Today I launched a new project that will port hundreds, probably thousands of Joomla, Wordpress and other CMS themes to Drupal.
3rdWorld Themes will become the home of a large repository of free, high quality ported-to-Drupal themes.
The idea has been nearly a year in the making. Phase one was the development of a highly flexible and extensible starter theme called Genesis. I needed a theme I knew like the back of my hand and that I could bend and twist to suit most themes. Unknown to most of you I also built a rather wicked grids based starter-theme but caught a lucky break when Ninesixty came on the scene. I mention these two themes because all the themes at 3rdWorld will be subthemes, either of Genesis or Ninesixty.
UPDATE: I have added both Zen and Blueprint themes as possible base themes for subthemes, this should open it up to more themers and provide some competitive spirit:)
Phase two was amassing a gigantic repo of free and open source themes that were not only free, but beautiful as well. I have around 500 to-be-ported at the moment but believe me when I tell you there are thousands, possibly in the realm of 3000+.

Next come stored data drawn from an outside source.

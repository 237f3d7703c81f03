// Copyright (c) 2026 rezky_nightky

use rand::rngs::StdRng;
use rand::Rng;

use crate::cell::{Cell, Style};
use crate::frame::Frame;

use super::Animation;

const EDGE_THRESHOLD: f32 = 1.2;
const MAX_DRIFT: f32 = 0.5;

#[derive(Clone, Copy, Debug)]
struct Seed {
    x: f32,
    y: f32,
    vx: f32,
    vy: f32,
    color: u8,
}

/// Voronoi diagram of drifting seeds. Cells are colored by their
/// nearest seed; cells sitting close to a region boundary get an edge
/// glyph instead.
pub struct VoronoiLandscape {
    h: u16,
    w: u16,
    rng: StdRng,
    seeds: Vec<Seed>,
}

impl VoronoiLandscape {
    pub fn new(h: u16, w: u16, rng: StdRng) -> Self {
        let mut s = Self {
            h,
            w,
            rng,
            seeds: Vec::new(),
        };
        s.reset();
        s
    }

    /// Squared distances to the nearest and second-nearest seed, with
    /// the vertical axis weighted double for cell aspect.
    fn nearest_two(&self, x: f32, y: f32) -> (usize, f32, f32) {
        let mut best_i = 0;
        let mut best_d = f32::INFINITY;
        let mut second_d = f32::INFINITY;
        for (i, s) in self.seeds.iter().enumerate() {
            let dx = x - s.x;
            let dy = (y - s.y) * 2.0;
            let d = dx * dx + dy * dy;
            if d < best_d {
                second_d = best_d;
                best_d = d;
                best_i = i;
            } else if d < second_d {
                second_d = d;
            }
        }
        (best_i, best_d, second_d)
    }

    fn cell_at(&self, x: u16, y: u16) -> Cell {
        let (nearest, d1, d2) = self.nearest_two(x as f32, y as f32);
        let edge = if d2.is_finite() {
            d2.sqrt() - d1.sqrt()
        } else {
            f32::INFINITY
        };
        if edge < EDGE_THRESHOLD {
            Cell::bold('\u{00b7}', Style::White)
        } else {
            Cell::new('\u{2588}', Style::Rainbow(self.seeds[nearest].color))
        }
    }
}

impl Animation for VoronoiLandscape {
    fn name(&self) -> &'static str {
        "Voronoi Landscape"
    }

    fn reset(&mut self) {
        self.seeds.clear();
        if self.h == 0 || self.w == 0 {
            return;
        }
        let n = self.rng.random_range(12..=16);
        for i in 0..n {
            let s = Seed {
                x: self.rng.random_range(0.0..self.w as f32),
                y: self.rng.random_range(0.0..self.h as f32),
                vx: self.rng.random_range(-0.3..0.3),
                vy: self.rng.random_range(-0.3..0.3),
                color: (i % 30) as u8,
            };
            self.seeds.push(s);
        }
    }

    fn resize(&mut self, h: u16, w: u16) {
        self.h = h;
        self.w = w;
        self.reset();
    }

    fn update(&mut self) {
        let w = self.w as f32;
        let h = self.h as f32;
        for i in 0..self.seeds.len() {
            let mut s = self.seeds[i];
            s.x += s.vx;
            s.y += s.vy;
            if s.x < 0.0 || s.x >= w {
                s.vx = -s.vx;
                s.x = s.x.clamp(0.0, (w - 1.0).max(0.0));
            }
            if s.y < 0.0 || s.y >= h {
                s.vy = -s.vy;
                s.y = s.y.clamp(0.0, (h - 1.0).max(0.0));
            }
            s.vx = (s.vx + self.rng.random_range(-0.02..0.02)).clamp(-MAX_DRIFT, MAX_DRIFT);
            s.vy = (s.vy + self.rng.random_range(-0.02..0.02)).clamp(-MAX_DRIFT, MAX_DRIFT);
            self.seeds[i] = s;
        }
    }

    fn draw(&mut self, frame: &mut Frame) {
        if self.seeds.is_empty() {
            return;
        }
        // sample every other column on wide viewports to bound cost
        let step: u16 = if self.w > 150 { 2 } else { 1 };
        for y in 0..self.h {
            let mut x = 0;
            while x < self.w {
                let cell = self.cell_at(x, y);
                frame.set(x as i32, y as i32, cell);
                if step == 2 && x + 1 < self.w {
                    frame.set(x as i32 + 1, y as i32, cell);
                }
                x += step;
            }
        }
    }
}
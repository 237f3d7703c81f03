// Copyright (c) 2026 rezky_nightky

use std::io::{stdout, Result, Stdout, Write};

use crossterm::{
    cursor, event,
    style::{Attribute, Color, Print, ResetColor, SetAttribute, SetForegroundColor},
    terminal, ExecutableCommand, QueueableCommand,
};

use crate::cell::Cell;
use crate::frame::Frame;
use crate::palette::{Attr, Palette};

struct LastFrame {
    width: u16,
    height: u16,
    cells: Vec<Cell>,
}

impl LastFrame {
    fn new(width: u16, height: u16) -> Self {
        let len = width as usize * height as usize;
        Self {
            width,
            height,
            cells: vec![Cell::BLANK; len],
        }
    }
}

pub struct Terminal {
    stdout: Stdout,
    last: Option<LastFrame>,
    run_buf: String,
}

impl Terminal {
    pub fn new() -> Result<Self> {
        let mut out = stdout();
        terminal::enable_raw_mode()?;
        let init_res: Result<()> = (|| {
            out.execute(terminal::EnterAlternateScreen)?;
            out.execute(cursor::Hide)?;
            let _ = out.execute(terminal::DisableLineWrap);
            out.execute(SetAttribute(Attribute::Reset))?;
            out.execute(ResetColor)?;
            out.execute(terminal::Clear(terminal::ClearType::All))?;
            out.flush()?;
            Ok(())
        })();
        if let Err(e) = init_res {
            restore_terminal_best_effort();
            return Err(e);
        }
        Ok(Self {
            stdout: out,
            last: None,
            run_buf: String::with_capacity(64),
        })
    }

    pub fn size(&self) -> Result<(u16, u16)> {
        terminal::size()
    }

    pub fn poll_event(timeout: std::time::Duration) -> Result<bool> {
        event::poll(timeout)
    }

    pub fn read_event() -> Result<event::Event> {
        event::read()
    }

    fn apply_attr(&mut self, attr: Attr, cur: &mut Attr) -> Result<()> {
        if attr.fg != cur.fg {
            self.stdout
                .queue(SetForegroundColor(attr.fg.unwrap_or(Color::Reset)))?;
        }
        if attr.bold != cur.bold {
            self.stdout.queue(SetAttribute(if attr.bold {
                Attribute::Bold
            } else {
                Attribute::NormalIntensity
            }))?;
        }
        if attr.reverse != cur.reverse {
            self.stdout.queue(SetAttribute(if attr.reverse {
                Attribute::Reverse
            } else {
                Attribute::NoReverse
            }))?;
        }
        *cur = attr;
        Ok(())
    }

    /// Presents the frame, emitting only cells that changed since the
    /// previous call. Consecutive changed cells with identical
    /// attributes are written as one run.
    pub fn draw(&mut self, frame: &Frame, palette: &Palette) -> Result<()> {
        let needs_full = self
            .last
            .as_ref()
            .map(|l| l.width != frame.width || l.height != frame.height)
            .unwrap_or(true);
        if needs_full {
            self.stdout
                .queue(terminal::Clear(terminal::ClearType::All))?;
            self.last = Some(LastFrame::new(frame.width, frame.height));
        }

        let mut cur = Attr {
            fg: None,
            bold: false,
            reverse: false,
        };
        self.stdout.queue(SetAttribute(Attribute::Reset))?;
        self.stdout.queue(ResetColor)?;

        let width = frame.width as usize;
        for y in 0..frame.height {
            let row = y as usize * width;
            let mut x = 0usize;
            while x < width {
                let idx = row + x;
                let cell = frame.cell_at_index(idx);
                let stale = self
                    .last
                    .as_ref()
                    .is_some_and(|l| l.cells[idx] != cell || needs_full);
                if !stale {
                    x += 1;
                    continue;
                }

                let attr = palette.resolve(cell.style, cell.bold);
                let run_start = x;
                let mut run_buf = std::mem::take(&mut self.run_buf);
                run_buf.clear();
                while x < width {
                    let idx = row + x;
                    let c = frame.cell_at_index(idx);
                    if !needs_full && self.last.as_ref().is_some_and(|l| l.cells[idx] == c) {
                        break;
                    }
                    if palette.resolve(c.style, c.bold) != attr {
                        break;
                    }
                    run_buf.push(c.ch);
                    if let Some(l) = self.last.as_mut() {
                        l.cells[idx] = c;
                    }
                    x += 1;
                }

                self.stdout.queue(cursor::MoveTo(run_start as u16, y))?;
                self.apply_attr(attr, &mut cur)?;
                self.stdout.queue(Print(run_buf.as_str()))?;
                self.run_buf = run_buf;
            }
        }

        self.stdout.queue(SetAttribute(Attribute::Reset))?;
        self.stdout.queue(ResetColor)?;
        self.stdout.flush()?;
        Ok(())
    }
}

impl Drop for Terminal {
    fn drop(&mut self) {
        restore_terminal_best_effort();
    }
}

pub fn restore_terminal_best_effort() {
    let mut out = stdout();
    let _ = out.execute(SetAttribute(Attribute::Reset));
    let _ = out.execute(ResetColor);
    let _ = out.execute(cursor::Show);
    let _ = out.execute(terminal::EnableLineWrap);
    let _ = out.execute(terminal::LeaveAlternateScreen);
    let _ = terminal::disable_raw_mode();
    let _ = out.flush();
}
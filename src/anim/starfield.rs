// Copyright (c) 2026 rezky_nightky

use rand::rngs::StdRng;
use rand::Rng;

use crate::cell::{Cell, Style};
use crate::frame::Frame;

use super::Animation;

const STAR_COUNT: usize = 120;
const NEAR_PLANE: f32 = 0.005;

#[derive(Clone, Copy, Debug)]
struct Star {
    x: f32,
    y: f32,
    z: f32,
}

pub struct Starfield {
    h: u16,
    w: u16,
    rng: StdRng,
    stars: Vec<Star>,
}

impl Starfield {
    pub fn new(h: u16, w: u16, rng: StdRng) -> Self {
        let mut s = Self {
            h,
            w,
            rng,
            stars: Vec::new(),
        };
        s.reset();
        s
    }

    fn roll_star(&mut self, z: Option<f32>) -> Star {
        Star {
            x: self.rng.random_range(-1.0..1.0),
            y: self.rng.random_range(-1.0..1.0),
            z: z.unwrap_or_else(|| self.rng.random_range(0.1..1.0)),
        }
    }
}

impl Animation for Starfield {
    fn name(&self) -> &'static str {
        "Starfield"
    }

    fn reset(&mut self) {
        self.stars.clear();
        for _ in 0..STAR_COUNT {
            let s = self.roll_star(None);
            self.stars.push(s);
        }
    }

    fn resize(&mut self, h: u16, w: u16) {
        self.h = h;
        self.w = w;
    }

    fn update(&mut self) {
        for i in 0..self.stars.len() {
            let mut s = self.stars[i];
            s.z -= 0.02;
            if s.z <= NEAR_PLANE {
                s = self.roll_star(Some(1.0));
            }
            self.stars[i] = s;
        }
    }

    fn draw(&mut self, frame: &mut Frame) {
        let cx = (self.w / 2) as f32;
        let cy = (self.h / 2) as f32;
        for s in &self.stars {
            let sx = (cx + s.x / s.z * cx) as i32;
            let sy = (cy + s.y / s.z * cy) as i32;
            if sy < 0 || sy >= self.h as i32 || sx < 0 || sx >= self.w as i32 {
                continue;
            }
            let brightness = 1.0 - s.z;
            let cell = if brightness > 0.8 {
                Cell::bold('*', Style::White)
            } else if brightness > 0.5 {
                Cell::new('+', Style::White)
            } else if brightness > 0.2 {
                Cell::new('.', Style::Basic(6))
            } else {
                Cell::new('.', Style::Dim)
            };
            frame.set(sx, sy, cell);
        }
    }
}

Phase three was more tricky, scheming a year off work so I can do this. I have taken a year sabbatical and will work on this nearly full time from August onwards. The downside is I actually have to study at the same time and write a thesis so I can only be "mostly full time".
Phase four is now - building the 3rdWorld Themes websites and porting the first couple of themes. I have only done two themes so far due to all my other commitments and the need to wind up professional contracts up until late June. Then I take a month off in July and start back in earnest in August.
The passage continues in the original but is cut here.